A robust optimization approach to flow decomposition

TL;DR

This paper extends the minimum flow decomposition problem to uncertain capacities using robust optimization, proposing polynomial-time solvable variants and demonstrating the benefits of adjustability through computational experiments.

Contribution

It introduces a robust optimization framework for flow decomposition with uncertainty, including new problem formulations and polynomial-time solvable variants.

Findings

Robust flow decomposition effectively handles uncertain capacities.

Adjustable robust formulations outperform static ones in experiments.

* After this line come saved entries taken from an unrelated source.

use super::*;

use smartgrid_settings::GridPreferences;

impl SmartGrid {
    pub fn preferences(&self) -> &GridPreferences {
        self.preferences.preferences()
    }

    /// Visible columns in the preferred order
    pub fn visible_columns(&self) -> Vec<&ColumnDescriptor> {
        self.preferences
            .preferences()
            .visible_columns()
            .into_iter()
            .filter_map(|key| self.column(key))
            .collect()
    }

    /// Header text of a column, honoring label overrides
    pub fn header_for(&self, key: &str) -> Option<&str> {
        let column = self.column(key)?;
        Some(self.preferences.preferences().header_for(column))
    }

    pub fn width_for(&self, key: &str) -> Option<f32> {
        let column = self.column(key)?;
        self.preferences.preferences().width_for(column)
    }

    /// Show or hide a column. Mandatory columns always stay visible.
    pub async fn toggle_column_visibility(&mut self, key: &str) {
        self.preferences.toggle_column_visibility(key).await;
    }

    pub async fn update_column_order(&mut self, order: Vec<String>) {
        self.preferences.update_column_order(order).await;
    }

    pub async fn update_column_width(&mut self, key: &str, width: f32) {
        self.preferences.update_column_width(key, width).await;
    }

    pub async fn update_column_header(&mut self, key: &str, label: &str) {
        self.preferences.update_column_header(key, label).await;
    }

    pub async fn set_sub_row_columns(&mut self, columns: Vec<String>) {
        self.preferences.set_sub_row_columns(columns).await;
    }

    /// Turn nested sub-rows on or off
    pub async fn set_sub_rows_enabled(&mut self, enabled: bool) {
        self.preferences.set_sub_rows_enabled(enabled).await;
        if !enabled {
            if let Some(expansion) = &mut self.expansion {
                expansion.collapse_all();
            }
        }
    }

    /// Columns shown inside expanded sub-rows
    pub fn sub_row_columns(&self) -> Vec<&ColumnDescriptor> {
        let Some(config) = &self.sub_rows else {
            return Vec::new();
        };
        let chosen = &self.preferences.preferences().sub_row_columns;
        if chosen.is_empty() {
            return config.columns.iter().collect();
        }
        chosen.iter().filter_map(|key| config.column(key)).collect()
    }

    /// Replace the column schema; stored preferences are reconciled with it
    pub async fn update_columns(&mut self, columns: Vec<ColumnDescriptor>) {
        self.columns = columns;
        self.preferences.update_schema(self.columns.clone()).await;
        self.validator = std::mem::take(&mut self.validator).for_columns(&self.columns);

        let applied = self.filter_panel.applied().to_vec();
        self.filter_panel = FilterPanel::from_columns(
            &self.columns,
            self.extra_filter_fields.clone(),
            self.config.option_page_size,
        );
        self.filter_panel.restore(&applied);
        self.cell_loaders.clear();
        self.recompute();
    }

    /// Back to schema defaults; the active sort and filters are dropped too
    pub async fn reset_preferences(&mut self) {
        self.preferences.reset_to_defaults().await;
        self.sort.clear();
        self.filter_panel.handle_clear();
        self.pagination.set_limit(self.preferences.preferences().page_size);
        self.pagination.reset();
        self.refresh();
    }
}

Polynomial-time solvable variants are identified for certain problem cases.

Abstract

In this paper, we generalize the minimum flow decomposition problem (MFD) to incorporate uncertain edge capacities and tackle it from the perspective of robust optimization. In the classical flow decomposition problem, a network flow is decomposed into a set of weighted paths from a fixed source node to a fixed sink node that precisely represents the flow distribution across all edges. MFD problems permeate multiple important applications, including reconstructing genomic sequences to representing the flow of goods or passengers in distribution networks. Inspired by these applications, we generalize the MFD to an inexact case with bounded flow values, provide a detailed analysis, and explore different variants that are solvable in polynomial time. Moreover, we introduce the concept of robust flow decomposition by incorporating uncertain bounds and applying different robustness concepts to handle the uncertainty. Finally, we present two different adjustably robust problem formulations and perform computational experiments illustrating the benefit of adjustability.